[Information provided]

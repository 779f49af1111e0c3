//! Control socket: a UNIX domain stream listener the CLI front-end talks to
//! over newline-delimited text commands.

use crate::error::{daemon_not_running, invalid_config, CoreError};
use async_trait::async_trait;
use std::path::{Path, PathBuf};
use tokio::io::{AsyncBufReadExt, AsyncWriteExt, BufReader};
use tokio::net::{UnixListener, UnixStream};
use tracing::{debug, error, info, warn};

#[derive(Debug, Clone, PartialEq, Eq)]
pub enum ControlCommand {
    Status,
    Peers,
    Logs(usize),
    Config,
    Pause,
    Resume,
    Stats,
}

pub fn parse_command(line: &str) -> Result<ControlCommand, CoreError> {
    let line = line.trim();
    let mut parts = line.splitn(2, '|');
    let head = parts.next().unwrap_or("").to_ascii_uppercase();
    match head.as_str() {
        "STATUS" => Ok(ControlCommand::Status),
        "PEERS" => Ok(ControlCommand::Peers),
        "CONFIG" => Ok(ControlCommand::Config),
        "PAUSE" => Ok(ControlCommand::Pause),
        "RESUME" => Ok(ControlCommand::Resume),
        "STATS" => Ok(ControlCommand::Stats),
        "LOGS" => {
            let n: usize = parts
                .next()
                .ok_or_else(|| invalid_config("LOGS requires a line count, e.g. LOGS|100"))?
                .trim()
                .parse()
                .map_err(|_| invalid_config("LOGS line count must be a non-negative integer"))?;
            Ok(ControlCommand::Logs(n))
        }
        "" => Err(invalid_config("empty command")),
        other => Err(invalid_config(format!("unrecognized command: {other}"))),
    }
}

/// Daemon-side state the control socket reports on and mutates. Implemented
/// by the orchestrator once all collaborators are wired up.
#[async_trait]
pub trait DaemonStatus: Send + Sync {
    async fn uptime_secs(&self) -> u64;
    async fn sync_enabled(&self) -> bool;
    async fn set_sync_enabled(&self, enabled: bool);
    async fn active_peer_count(&self) -> usize;
    async fn peer_lines(&self) -> Vec<String>;
    async fn recent_logs(&self, n: usize) -> Vec<String>;
    async fn config_dump(&self) -> String;
    async fn stats_dump(&self) -> String;
}

pub struct ControlServer<D: DaemonStatus + 'static> {
    socket_path: PathBuf,
    daemon: std::sync::Arc<D>,
}

impl<D: DaemonStatus + 'static> ControlServer<D> {
    pub fn new(socket_path: impl Into<PathBuf>, daemon: std::sync::Arc<D>) -> Self {
        Self { socket_path: socket_path.into(), daemon }
    }

    pub async fn serve(&self) -> Result<(), CoreError> {
        if self.socket_path.exists() {
            std::fs::remove_file(&self.socket_path).map_err(CoreError::from)?;
        }
        let listener = UnixListener::bind(&self.socket_path)
            .map_err(|e| daemon_not_running(format!("cannot bind control socket: {e}")))?;
        info!(path = %self.socket_path.display(), "control socket listening");

        loop {
            let (stream, _addr) = match listener.accept().await {
                Ok(pair) => pair,
                Err(e) => {
                    warn!(error = %e, "control socket accept failed");
                    continue;
                }
            };
            let daemon = std::sync::Arc::clone(&self.daemon);
            tokio::spawn(async move {
                if let Err(e) = handle_connection(stream, daemon.as_ref()).await {
                    debug!(error = %e, "control connection ended with error");
                }
            });
        }
    }
}

async fn handle_connection(stream: UnixStream, daemon: &dyn DaemonStatus) -> Result<(), CoreError> {
    let (reader, mut writer) = stream.into_split();
    let mut lines = BufReader::new(reader).lines();

    if let Some(line) = lines.next_line().await.map_err(CoreError::from)? {
        let response = match parse_command(&line) {
            Ok(cmd) => dispatch(cmd, daemon).await,
            Err(e) => format!("ERROR {e}\n"),
        };
        writer.write_all(response.as_bytes()).await.map_err(CoreError::from)?;
    }
    Ok(())
}

async fn dispatch(cmd: ControlCommand, daemon: &dyn DaemonStatus) -> String {
    match cmd {
        ControlCommand::Status => format!(
            "uptime={} sync_enabled={} active_peers={}\n",
            daemon.uptime_secs().await,
            daemon.sync_enabled().await,
            daemon.active_peer_count().await
        ),
        ControlCommand::Peers => {
            let lines = daemon.peer_lines().await;
            if lines.is_empty() {
                "\n".to_string()
            } else {
                format!("{}\n", lines.join("\n"))
            }
        }
        ControlCommand::Logs(n) => {
            let lines = daemon.recent_logs(n).await;
            format!("{}\n", lines.join("\n"))
        }
        ControlCommand::Config => format!("{}\n", daemon.config_dump().await),
        ControlCommand::Pause => {
            daemon.set_sync_enabled(false).await;
            "OK paused\n".to_string()
        }
        ControlCommand::Resume => {
            daemon.set_sync_enabled(true).await;
            "OK resumed\n".to_string()
        }
        ControlCommand::Stats => format!("{}\n", daemon.stats_dump().await),
    }
}

/// CLI-side helper: send a single command and return the daemon's response,
/// or an error if the socket is unreachable. Mirrors the exit-code contract
/// (`Ok` → 0, `Err` → 1) the CLI front-end applies.
pub async fn send_command(socket_path: &Path, command: &str) -> Result<String, CoreError> {
    let mut stream = UnixStream::connect(socket_path)
        .await
        .map_err(|e| daemon_not_running(format!("cannot reach control socket: {e}")))?;
    stream.write_all(command.as_bytes()).await.map_err(CoreError::from)?;
    stream.write_all(b"\n").await.map_err(CoreError::from)?;
    stream.shutdown().await.map_err(CoreError::from)?;

    let mut reader = BufReader::new(stream);
    let mut response = String::new();
    reader.read_line(&mut response).await.map_err(CoreError::from)?;
    Ok(response.trim_end().to_string())
}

[/Information provided]

Your assignment -
Write out every line of the data that holds the word "match".

Expected answer -
    match head.as_str() {
            let (stream, _addr) = match listener.accept().await {
        let response = match parse_command(&line) {
    match cmd {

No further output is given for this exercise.